## EXERCISE:
Provide the records once more, identical to the original.

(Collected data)
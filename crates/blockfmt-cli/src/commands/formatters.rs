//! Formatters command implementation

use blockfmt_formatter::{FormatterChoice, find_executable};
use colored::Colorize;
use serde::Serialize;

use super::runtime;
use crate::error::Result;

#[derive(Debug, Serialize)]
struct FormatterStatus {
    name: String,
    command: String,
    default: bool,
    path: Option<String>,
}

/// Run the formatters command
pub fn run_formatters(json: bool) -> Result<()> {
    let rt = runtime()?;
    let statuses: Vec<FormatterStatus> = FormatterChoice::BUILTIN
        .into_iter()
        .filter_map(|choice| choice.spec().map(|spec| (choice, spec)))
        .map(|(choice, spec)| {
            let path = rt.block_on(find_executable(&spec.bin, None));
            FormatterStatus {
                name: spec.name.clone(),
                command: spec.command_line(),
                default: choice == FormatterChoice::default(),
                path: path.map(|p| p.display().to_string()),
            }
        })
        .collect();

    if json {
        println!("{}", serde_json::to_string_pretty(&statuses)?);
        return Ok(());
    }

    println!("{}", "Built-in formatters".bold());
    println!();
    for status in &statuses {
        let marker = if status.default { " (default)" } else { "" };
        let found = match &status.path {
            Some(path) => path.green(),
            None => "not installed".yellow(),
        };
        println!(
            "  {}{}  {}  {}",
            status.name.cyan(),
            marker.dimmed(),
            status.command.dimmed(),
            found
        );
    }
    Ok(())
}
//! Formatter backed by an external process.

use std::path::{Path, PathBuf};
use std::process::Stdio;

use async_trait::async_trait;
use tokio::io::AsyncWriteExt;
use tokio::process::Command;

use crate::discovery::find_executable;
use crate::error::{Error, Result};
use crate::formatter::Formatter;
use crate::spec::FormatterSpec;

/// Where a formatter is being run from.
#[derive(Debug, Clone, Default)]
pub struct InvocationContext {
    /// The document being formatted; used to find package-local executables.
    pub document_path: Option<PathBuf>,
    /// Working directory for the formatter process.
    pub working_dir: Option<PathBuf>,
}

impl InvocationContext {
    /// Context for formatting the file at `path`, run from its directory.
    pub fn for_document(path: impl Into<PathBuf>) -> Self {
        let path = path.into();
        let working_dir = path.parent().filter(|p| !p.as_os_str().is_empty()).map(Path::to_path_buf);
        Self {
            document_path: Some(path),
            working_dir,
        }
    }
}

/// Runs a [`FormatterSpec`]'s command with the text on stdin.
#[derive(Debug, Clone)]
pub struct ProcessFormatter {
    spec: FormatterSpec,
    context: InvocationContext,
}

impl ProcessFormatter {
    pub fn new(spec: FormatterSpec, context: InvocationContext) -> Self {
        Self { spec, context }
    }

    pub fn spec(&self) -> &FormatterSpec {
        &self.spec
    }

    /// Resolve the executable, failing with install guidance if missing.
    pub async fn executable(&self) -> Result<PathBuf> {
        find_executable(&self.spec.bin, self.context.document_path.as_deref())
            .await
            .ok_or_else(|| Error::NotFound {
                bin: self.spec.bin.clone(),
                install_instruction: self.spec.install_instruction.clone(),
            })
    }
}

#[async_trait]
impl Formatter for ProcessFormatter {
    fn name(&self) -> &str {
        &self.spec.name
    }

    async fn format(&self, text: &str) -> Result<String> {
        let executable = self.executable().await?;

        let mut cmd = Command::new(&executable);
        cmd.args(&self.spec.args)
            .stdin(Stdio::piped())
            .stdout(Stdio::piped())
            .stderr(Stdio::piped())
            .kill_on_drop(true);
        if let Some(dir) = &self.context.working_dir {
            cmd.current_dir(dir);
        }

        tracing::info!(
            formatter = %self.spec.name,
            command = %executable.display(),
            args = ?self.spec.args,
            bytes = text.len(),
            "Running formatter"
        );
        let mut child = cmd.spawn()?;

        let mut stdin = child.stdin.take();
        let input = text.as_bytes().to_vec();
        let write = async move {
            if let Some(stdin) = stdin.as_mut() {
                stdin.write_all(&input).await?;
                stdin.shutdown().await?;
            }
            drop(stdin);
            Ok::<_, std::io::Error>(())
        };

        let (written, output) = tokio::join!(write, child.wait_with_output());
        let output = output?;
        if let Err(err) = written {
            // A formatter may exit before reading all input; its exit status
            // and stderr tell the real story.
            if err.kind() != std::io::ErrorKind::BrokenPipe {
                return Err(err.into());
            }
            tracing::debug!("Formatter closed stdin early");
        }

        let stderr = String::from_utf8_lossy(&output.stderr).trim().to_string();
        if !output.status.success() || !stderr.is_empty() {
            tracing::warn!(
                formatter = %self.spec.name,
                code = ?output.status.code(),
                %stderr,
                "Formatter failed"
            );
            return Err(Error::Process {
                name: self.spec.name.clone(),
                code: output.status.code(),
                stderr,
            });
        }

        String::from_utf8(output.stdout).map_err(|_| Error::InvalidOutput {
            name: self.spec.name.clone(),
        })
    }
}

## RESPONSE BOX:
filename crates/blockfmt-cli/src/commands/formatters.rs
//! Formatters command implementation

use blockfmt_formatter::{FormatterChoice, find_executable};
use colored::Colorize;
use serde::Serialize;

use super::runtime;
use crate::error::Result;

#[derive(Debug, Serialize)]
struct FormatterStatus {
    name: String,
    command: String,
    default: bool,
    path: Option<String>,
}

/// Run the formatters command
pub fn run_formatters(json: bool) -> Result<()> {
    let rt = runtime()?;
    let statuses: Vec<FormatterStatus> = FormatterChoice::BUILTIN
        .into_iter()
        .filter_map(|choice| choice.spec().map(|spec| (choice, spec)))
        .map(|(choice, spec)| {
            let path = rt.block_on(find_executable(&spec.bin, None));
            FormatterStatus {
                name: spec.name.clone(),
                command: spec.command_line(),
                default: choice == FormatterChoice::default(),
                path: path.map(|p| p.display().to_string()),
            }
        })
        .collect();

    if json {
        println!("{}", serde_json::to_string_pretty(&statuses)?);
        return Ok(());
    }

    println!("{}", "Built-in formatters".bold());
    println!();
    for status in &statuses {
        let marker = if status.default { " (default)" } else { "" };
        let found = match &status.path {
            Some(path) => path.green(),
            None => "not installed".yellow(),
        };
        println!(
            "  {}{}  {}  {}",
            status.name.cyan(),
            marker.dimmed(),
            status.command.dimmed(),
            found
        );
    }
    Ok(())
}
//! Formatter backed by an external process.

use std::path::{Path, PathBuf};
use std::process::Stdio;

use async_trait::async_trait;
use tokio::io::AsyncWriteExt;
use tokio::process::Command;

use crate::discovery::find_executable;
use crate::error::{Error, Result};
use crate::formatter::Formatter;
use crate::spec::FormatterSpec;

/// Where a formatter is being run from.
#[derive(Debug, Clone, Default)]
pub struct InvocationContext {
    /// The document being formatted; used to find package-local executables.
    pub document_path: Option<PathBuf>,
    /// Working directory for the formatter process.
    pub working_dir: Option<PathBuf>,
}

impl InvocationContext {
    /// Context for formatting the file at `path`, run from its directory.
    pub fn for_document(path: impl Into<PathBuf>) -> Self {
        let path = path.into();
        let working_dir = path.parent().filter(|p| !p.as_os_str().is_empty()).map(Path::to_path_buf);
        Self {
            document_path: Some(path),
            working_dir,
        }
    }
}

/// Runs a [`FormatterSpec`]'s command with the text on stdin.
#[derive(Debug, Clone)]
pub struct ProcessFormatter {
    spec: FormatterSpec,
    context: InvocationContext,
}

impl ProcessFormatter {
    pub fn new(spec: FormatterSpec, context: InvocationContext) -> Self {
        Self { spec, context }
    }

    pub fn spec(&self) -> &FormatterSpec {
        &self.spec
    }

    /// Resolve the executable, failing with install guidance if missing.
    pub async fn executable(&self) -> Result<PathBuf> {
        find_executable(&self.spec.bin, self.context.document_path.as_deref())
            .await
            .ok_or_else(|| Error::NotFound {
                bin: self.spec.bin.clone(),
                install_instruction: self.spec.install_instruction.clone(),
            })
    }
}

#[async_trait]
impl Formatter for ProcessFormatter {
    fn name(&self) -> &str {
        &self.spec.name
    }

    async fn format(&self, text: &str) -> Result<String> {
        let executable = self.executable().await?;

        let mut cmd = Command::new(&executable);
        cmd.args(&self.spec.args)
            .stdin(Stdio::piped())
            .stdout(Stdio::piped())
            .stderr(Stdio::piped())
            .kill_on_drop(true);
        if let Some(dir) = &self.context.working_dir {
            cmd.current_dir(dir);
        }

        tracing::info!(
            formatter = %self.spec.name,
            command = %executable.display(),
            args = ?self.spec.args,
            bytes = text.len(),
            "Running formatter"
        );
        let mut child = cmd.spawn()?;

        let mut stdin = child.stdin.take();
        let input = text.as_bytes().to_vec();
        let write = async move {
            if let Some(stdin) = stdin.as_mut() {
                stdin.write_all(&input).await?;
                stdin.shutdown().await?;
            }
            drop(stdin);
            Ok::<_, std::io::Error>(())
        };

        let (written, output) = tokio::join!(write, child.wait_with_output());
        let output = output?;
        if let Err(err) = written {
            // A formatter may exit before reading all input; its exit status
            // and stderr tell the real story.
            if err.kind() != std::io::ErrorKind::BrokenPipe {
                return Err(err.into());
            }
            tracing::debug!("Formatter closed stdin early");
        }

        let stderr = String::from_utf8_lossy(&output.stderr).trim().to_string();
        if !output.status.success() || !stderr.is_empty() {
            tracing::warn!(
                formatter = %self.spec.name,
                code = ?output.status.code(),
                %stderr,
                "Formatter failed"
            );
            return Err(Error::Process {
                name: self.spec.name.clone(),
                code: output.status.code(),
                stderr,
            });
        }

        String::from_utf8(output.stdout).map_err(|_| Error::InvalidOutput {
            name: self.spec.name.clone(),
        })
    }
}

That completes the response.